Polyclonal antibody production is offered on a limited basis, dependent on available space.


Contacts

Earl  Poptic

Earl Poptic
Manager
Hybridoma Core, Molecular Screening Core
Location:NB1-25
Phone:(216) 445-6635
poptice@ccf.org

Melanie  Hoffner

Melanie Hoffner
Research Technician
Location:NE2-253
Phone:(216) 445-0769
hoffnem@ccf.org

Services

Antigen Conjugations
Peptide conjugation to KLH by a glutaraldehyde protocol.

Cloning
Limiting dilution cloning of five chosen hybridoma cell lines. Collection of media samples for screening by the investigator. Minimal scale up and preparation of frozen stocks (5 vials) of clones are completed by the Core. Includes labor and supplies. This phase lasts 4-8 weeks. Freezing cells from culture expansion associated with mAb production can be frozen down for storage in Liq N2. The freezing media is 90% FBS:10% DMSO and the cells are at a concentration of 2-4 x 106 cells/ml.

ELISA
We can perform antigen-capture or sandwich type ELISAs to measure antibody levels in tissue culture supernatant.

Freezing Cells
The Core will freeze back hybridomas in freezing media from actively growing cells.

Fusion of Cells
Fusion of cells to myeloma cell line. Plating of fused cells and collection of media samples for screening by the investigator. Includes labor and supplies.

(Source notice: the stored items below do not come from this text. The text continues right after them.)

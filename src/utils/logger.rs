use tracing_subscriber::{layer::SubscriberExt, util::SubscriberInitExt, EnvFilter};

fn default_filter(verbose: bool) -> EnvFilter {
    EnvFilter::try_from_default_env().unwrap_or_else(|_| {
        if verbose {
            EnvFilter::new("nfl_etl=debug,info")
        } else {
            EnvFilter::new("nfl_etl=info")
        }
    })
}

pub fn init_cli_logger(verbose: bool) {
    tracing_subscriber::registry()
        .with(default_filter(verbose))
        .with(
            tracing_subscriber::fmt::layer()
                .with_target(false)
                .with_thread_ids(false)
                .with_file(false)
                .with_line_number(false)
                .compact(),
        )
        .init();
}

/// 排程器 (Cloud Run / Airflow worker) 收集結構化日誌時使用 JSON 格式
pub fn init_json_logger(verbose: bool) {
    tracing_subscriber::registry()
        .with(default_filter(verbose))
        .with(
            tracing_subscriber::fmt::layer()
                .with_target(true)
                .with_thread_ids(false)
                .with_file(false)
                .with_line_number(false)
                .json(),
        )
        .init();
}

This phase lasts 4-6 weeks.

Integra Culture System
For production of mAb from cell lines. This system is intended for production of 30-60mg of mAb per month in the smaller system and 100-200mg of mAb in the larger system. Average concentration is 1.5mg/ml. The production schedule average is 8 weeks.

Large-Scale Antibody Production
The Core uses a static cell culture system the Integra Flask to produce high concentration (>.5mg/ml) monoclonal antibodies. This can be done in serum-free or using ultra-low IgG/IgM serum. Yields can be as high as 100mg/month/flask.

Large-Scale Antibody Purification
We can purify up to 80mg of IgG from one sample using a protein G column.

Liquid Nitrogen Storage of Cells
Storage for cloned cell lines. The stored cell lines must be mycoplasma free.

Purifications
We can purify monoclonal or polyclonal antibodies using Protein G or an epitope specific affinity column.

 Anti-Thymocyte Globulin (ATG) Serum or Purified ATG


Please contact the Hybridoma Core for additional services and pricing.

Equipment

1 Sorvall RT7 PLUS benchtop refrigerated centrifuge for routine tissue culture work.


1 Revco -70 celsius freezer and 1 -20 celsius freezer


2 Thermo Scientific tissue culture incubators equipped with sterilization mode.


1 K Series and3 BioCane 47 Cryostorage systems capable of storing greater than 10,000 vials.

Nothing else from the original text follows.